Num dos viveiros em nossa terra indígena - Barra da Tijuca - deu já uma doença no camarão criado em cativeiro e foram perdidas, segundo soubemos, toneladas desse produto - uma mancha preta que faz o camarão apodrecer

Os remédios utilizados para defender o viveiro dessas doenças são muito tóxicos. E, para completar, depois de lavados, essa mesma água é jogada dentro do rio. O resultado é matar todos os seres vivos criados no manguezal e no rio. E mata até o próprio mangue. Sem falar no solo, nas águas que utilizamos no dia a dia, na saúde das crianças e dos adultos também. O cheiro desse veneno é muito forte e o local mais próximo fica todo contaminado. Nossas crianças estão pálidas, esmorecidas, sem ânimo para nada.

Na nossa terra Tremembé de Almofala, em Itarema, já estão sendo construídos três viveiros de camarão em cativeiro: aldeia Camondongo, na Mata; Aldeia Passagem Rasa e na Barra da Tijuca, região da Praia.
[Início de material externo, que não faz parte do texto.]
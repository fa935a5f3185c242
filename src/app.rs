//! Wiring configuration into ready components
//!
//! With a `[database]` section both collections live in PostgreSQL; without
//! one they live in process memory and vanish on exit.

use crate::agent::{OpenRouterClient, Orchestrator, SchemaDescriber, TableSamples};
use crate::config::{Config, EmbeddingConfig, EmbeddingProviderKind};
use crate::core::{EmbeddingProvider, GenerationEngine, SimilarityStore};
use crate::database::{
    extract_schema_fields, init_pool, migrations, sample_rows, InMemorySimilarityStore,
    PgSimilarityStore, PostgresPool,
};
use crate::error::{Error, Result};
use crate::memory::{
    load_schema_file, CachedEmbedder, ContextRetriever, ConversationMemory, FastEmbedProvider,
    HashingEmbedder, SchemaField, SemanticCache,
};
use futures::stream::{self, StreamExt};
use std::path::PathBuf;
use std::sync::Arc;
use tracing::{info, warn};

/// Rows sampled per table when describing the schema
const DESCRIBE_SAMPLE_ROWS: usize = 5;

/// Where schema fields are ingested from
#[derive(Debug, Clone)]
pub enum SchemaSource {
    /// The configured database's catalog
    Database {
        /// Have the generation engine describe undocumented tables and columns
        describe: bool,
    },
    /// A JSON array of schema fields
    File(PathBuf),
}

/// Build the embedder named by the config, behind the embedding cache
pub fn build_embedder(config: &EmbeddingConfig) -> Result<Arc<dyn EmbeddingProvider>> {
    let inner: Arc<dyn EmbeddingProvider> = match config.provider {
        EmbeddingProviderKind::Fastembed => Arc::new(FastEmbedProvider::new()?),
        EmbeddingProviderKind::Hashing => Arc::new(HashingEmbedder::new(config.hashing_dimensions)),
    };
    Ok(Arc::new(CachedEmbedder::with_settings(
        inner,
        config.cache_capacity,
        config.cache_ttl,
    )))
}

/// Long-lived application state shared by every request
pub struct App {
    config: Config,
    pool: Option<PostgresPool>,
    memory: Arc<ConversationMemory>,
    cache: SemanticCache,
    retriever: ContextRetriever,
}

impl App {
    /// Connect the stores and open the cache and retriever
    ///
    /// When the stores are in memory and `retrieval.schema_file` is set, the
    /// file is indexed before returning.
    pub async fn open(config: Config) -> Result<Self> {
        config.validate()?;
        let embedder = build_embedder(&config.embedding)?;

        let pool = match &config.database {
            Some(db_config) => {
                let pool = init_pool(db_config).await?;
                migrations::run(&pool).await?;
                Some(pool)
            }
            None => {
                warn!("Database not configured. Cache and schema corpus live in memory.");
                None
            }
        };

        let (cache_store, corpus_store): (Arc<dyn SimilarityStore>, Arc<dyn SimilarityStore>) =
            match &pool {
                Some(pool) => (
                    Arc::new(PgSimilarityStore::new(pool.clone(), &config.cache.collection)?),
                    Arc::new(PgSimilarityStore::new(pool.clone(), &config.retrieval.collection)?),
                ),
                None => (
                    Arc::new(InMemorySimilarityStore::new(config.cache.collection.clone())),
                    Arc::new(InMemorySimilarityStore::new(config.retrieval.collection.clone())),
                ),
            };

        let cache = SemanticCache::open(embedder.clone(), cache_store, config.cache.clone()).await?;
        let retriever = ContextRetriever::open(
            embedder,
            corpus_store,
            config.retrieval.clone(),
            config.orchestrator.lookup_timeout,
        )
        .await?;

        let app = App {
            config,
            pool,
            memory: Arc::new(ConversationMemory::new()),
            cache,
            retriever,
        };

        if app.pool.is_none() {
            if let Some(path) = app.config.retrieval.schema_file.clone() {
                app.ingest(SchemaSource::File(path)).await?;
            }
        }

        info!(persistent = app.pool.is_some(), "OpenQuery ready");
        Ok(app)
    }

    /// Active configuration
    pub fn config(&self) -> &Config {
        &self.config
    }

    /// Whether the stores are backed by PostgreSQL
    pub fn is_persistent(&self) -> bool {
        self.pool.is_some()
    }

    /// Semantic cache
    pub fn cache(&self) -> &SemanticCache {
        &self.cache
    }

    /// Context retriever
    pub fn retriever(&self) -> &ContextRetriever {
        &self.retriever
    }

    /// Orchestrator talking to OpenRouter
    pub fn orchestrator(&self) -> Result<Orchestrator> {
        self.config.validate_for_generation()?;
        let client = OpenRouterClient::new(self.config.generation.clone())?;
        self.orchestrator_with_engine(Arc::new(client))
    }

    /// Orchestrator over any generation engine
    ///
    /// Orchestrators built from one `App` share conversation memory.
    pub fn orchestrator_with_engine(&self, engine: Arc<dyn GenerationEngine>) -> Result<Orchestrator> {
        Orchestrator::new(
            self.memory.clone(),
            self.cache.clone(),
            self.retriever.clone(),
            engine,
            self.config.orchestrator.clone(),
        )
    }

    /// Index schema fields into the corpus, returning how many were written
    pub async fn ingest(&self, source: SchemaSource) -> Result<usize> {
        let fields = match &source {
            SchemaSource::Database { describe } => {
                let pool = self.pool.as_ref().ok_or_else(|| {
                    Error::Config("ingesting from the database requires DATABASE_URL".to_string())
                })?;
                let fields = extract_schema_fields(pool, &self.config.retrieval.exclude_schemas).await?;
                if *describe {
                    self.describe_fields(pool, fields).await?
                } else {
                    fields
                }
            }
            SchemaSource::File(path) => load_schema_file(path)?,
        };

        if fields.is_empty() {
            warn!(?source, "No schema fields found");
            return Ok(0);
        }
        self.retriever.index_fields(&fields).await
    }

    /// Sample each table and let the generation engine fill in missing descriptions
    async fn describe_fields(&self, pool: &PostgresPool, fields: Vec<SchemaField>) -> Result<Vec<SchemaField>> {
        self.config.validate_for_generation()?;
        let client = OpenRouterClient::new(self.config.generation.clone())?;
        let describer = SchemaDescriber::new(
            Arc::new(client),
            self.config.retrieval.ingest_concurrency,
            self.config.orchestrator.generation_timeout,
        )?;

        let mut tables: Vec<(String, String)> = Vec::new();
        for field in &fields {
            let key = (field.schema.clone(), field.table.clone());
            if !tables.contains(&key) {
                tables.push(key);
            }
        }

        let samples: TableSamples = stream::iter(tables)
            .map(|(schema, table)| async move {
                let rows = sample_rows(pool, &schema, &table, DESCRIBE_SAMPLE_ROWS).await;
                (format!("{}.{}", schema, table), rows)
            })
            .buffer_unordered(self.config.retrieval.ingest_concurrency.max(1))
            .filter_map(|(table, rows)| async move {
                match rows {
                    Ok(rows) => Some((table, rows)),
                    Err(e) => {
                        warn!(table = %table, error = %e, "Could not sample table");
                        None
                    }
                }
            })
            .collect()
            .await;

        describer.describe(fields, &samples).await
    }
}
Em Itapipoca, em duas aldeias Tremembé: São José e Buriti, tem outro viveiro de camarão também sendo construído. E outro problema sério tem lá: a construção de uma cidade turística internacional, de interesse de um grupo espanhol. Dentro da terra indígena. Está sendo um sofrimento muito grande.

Só não está pior a situação nessas terras porque no inverno deste ano as chuvas foram muito pesadas e atrapalharam a construção, quase levou tudo que já estava em andamento. Agora começam a ser retomados os trabalhos, inclusive com desmatamento dentro e fora dos manguezais.

Nós conseguimos dois estudos muito importantes nas nossas terras: um "Diagnóstico Ambiental e da Qualidade de Vida dos Tremembé de Almofala", com apoio do FUNAMA; e, agora recente, um Parecer Técnico da situação dos manguezais, feito pelo Dr. Jeovah Meireles, do Departamento de Geografia da Universidade Federal do Ceará.

Por isso estamos escrevendo e contando essa história da nossa situação e pedindo a Vossa Excelência que faça tudo que for possível para criar uma lei impedindo que nas nossas terras indígenas sejam construídos viveiros de camarão em cativeiro. E que esses invasores sejam impedidos de entrar em nossas terras tradicionais, que são, também, terras da União Federal.

Nós agradecemos muito toda a atenção que Vossa Excelência der a este nosso pedido. Nós contamos com o apoio desse Ministério que defende a vida das nossas terras e das riquezas da natureza, que é também nossa mãe.